The stain makes puddles around the organelle, Rome explains. You see it because parts of it are a little higher and they jut out. And some stain is trapped in little troughs in the middle of the particle. Under the electron microscope the troughs and prominences resolved into a consistent, regular shape: that of an octagonal barrel, about three- millionths of an inch long. In the multiple arches of the barrel’s skeleton, Rome and Kedersha saw some of the beauty of a cathedral ceiling, so they gave the organelles the architectural name vaults.
After discovering vaults in rat liver cells, the UCLA researchers have gone on to find them in everything from slime molds to humans. Here we have this new, very intricate looking particle that’s highly conserved throughout evolution, says Rome. And it’s in great abundance in all nucleated cells. It’s bound to have some important function.
A clue to what that function might be is provided by the octagonal structure. Something else in a cell is octagonal: the pores in the nuclear membrane, through which molecules pass between the nucleus and the cytoplasm. If vaults were corks, they would be just the right size and shape to plug these pores. Indeed, such plugs have been spotted on micrographs of the nucleus before, but researchers have never been able to isolate and identify them.
Vaults may be the plugs. Their job, says Rome, would not be to seal off the nucleus, but just the opposite. The vaults are hollow, and they are often split in half. Sometimes the halves unfold into eight- petaled flowers. Rome thinks vaults may be cellular mail trucks that dock at nuclear pores, open up to load molecules manufactured in the nucleus, and then deliver their cargo elsewhere in the cell. The researchers have observed vaults not just near the nucleus, but circulating throughout the cytoplasm--which makes sense. Mail trucks don’t dock at the post office and stay there, says Rome. Most of the time they’re out making deliveries.

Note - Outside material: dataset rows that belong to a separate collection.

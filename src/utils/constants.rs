/// Fractional digits every coordinate is rounded to before comparison or storage
pub const COORDINATE_PRECISION: u32 = 5;
pub const COORDINATE_SCALE: f64 = 100_000.0;

/// Smallest grid step that survives rounding to `COORDINATE_PRECISION`
pub const MIN_GRID_SIZE: f64 = 0.00001;

/// Geographic bounds
pub const MIN_LATITUDE: f64 = -90.0;
pub const MAX_LATITUDE: f64 = 90.0;
pub const MIN_LONGITUDE: f64 = -180.0;
pub const MAX_LONGITUDE: f64 = 180.0;

/// Default bounding box (Mexico City)
pub const DEFAULT_MAX_LAT: f64 = 19.55;
pub const DEFAULT_MIN_LAT: f64 = 19.40;
pub const DEFAULT_MAX_LON: f64 = -99.05;
pub const DEFAULT_MIN_LON: f64 = -99.20;
pub const DEFAULT_GRID_SIZE: f64 = 0.05;

/// Physical limits used by the record rule tables
pub const ABSOLUTE_ZERO_CELSIUS: f64 = -273.15;
pub const MAX_HUMIDITY: f64 = 100.0;
pub const MAX_PRESSURE_PA: f64 = 108_000.0;

/// Source keys inside a raw sample's `data` mapping, also used as table names
pub const WEATHER_KEY: &str = "weather";
pub const AIR_QUALITY_KEY: &str = "air_quality";

/// OpenWeather endpoints
pub const OPEN_WEATHER_WEATHER_URL: &str = "https://api.openweathermap.org/data/2.5/weather";
pub const OPEN_WEATHER_AIR_POLLUTION_URL: &str = "http://api.openweathermap.org/data/2.5/air_pollution";
pub const OPEN_WEATHER_API_KEY_VAR: &str = "OPEN_WEATHER_API_KEY";

/// Processing defaults
pub const DEFAULT_REQUEST_TIMEOUT_SECS: u64 = 10;
pub const DEFAULT_ZONES_FILE: &str = "data/zones.csv";
pub const DEFAULT_OUTPUT_DIR: &str = "output";
pub const DEFAULT_ROW_GROUP_SIZE: usize = 10000;
pub const ENV_PREFIX: &str = "ZONEGRID";

/// Parquet compression options
pub const COMPRESSION_SNAPPY: &str = "snappy";
pub const COMPRESSION_GZIP: &str = "gzip";
pub const COMPRESSION_LZ4: &str = "lz4";
pub const COMPRESSION_ZSTD: &str = "zstd";
pub const COMPRESSION_NONE: &str = "none";
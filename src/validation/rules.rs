use crate::utils::constants::{ABSOLUTE_ZERO_CELSIUS, MAX_HUMIDITY, MAX_PRESSURE_PA};

use super::field_validator::{FieldRule, RuleSet};

/// Pollutant fields reported by the air-quality provider, in output column order
pub const POLLUTANTS: [&str; 8] = ["co", "no", "no2", "o3", "so2", "pm2_5", "pm10", "nh3"];

/// Rules for a projected weather record
pub fn weather_rules() -> RuleSet {
    RuleSet::new()
        .rule("recorded_at", FieldRule::number().min(0.0))
        .rule("temperature", FieldRule::number().min(ABSOLUTE_ZERO_CELSIUS))
        .rule("humidity", FieldRule::number().between(0.0, MAX_HUMIDITY))
        .rule("pressure", FieldRule::number().between(0.0, MAX_PRESSURE_PA))
}

/// Rules for a projected air-quality record
pub fn air_quality_rules() -> RuleSet {
    POLLUTANTS.iter().fold(
        RuleSet::new().rule("recorded_at", FieldRule::number().min(0.0)),
        |rules, &field| rules.rule(field, FieldRule::number().min(0.0)),
    )
}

What are the vaults delivering? The most likely cargo is messenger RNA, a molecule that is a transcript of the gene for a particular protein and that somehow travels out of the nucleus to the ribosomes, which assemble the protein. One place where vaults seem to clump together is where the cell is building long fibers of the protein actin that make up part of the cell’s internal skeleton. Rome proposes that vaults might be ferrying the blueprint for actin to the construction sites.
That scenario is speculative. To test it, the UCLA group plans to eliminate vaults from cultured cells by disabling the gene for the vault protein; if the cells then fail to make actin, it will be strong evidence for the mail truck theory. But even if we’re not right about the vaults’ function, it’s bound to be something fascinating, says Rome. I think they’re going to be as important as they are beautiful.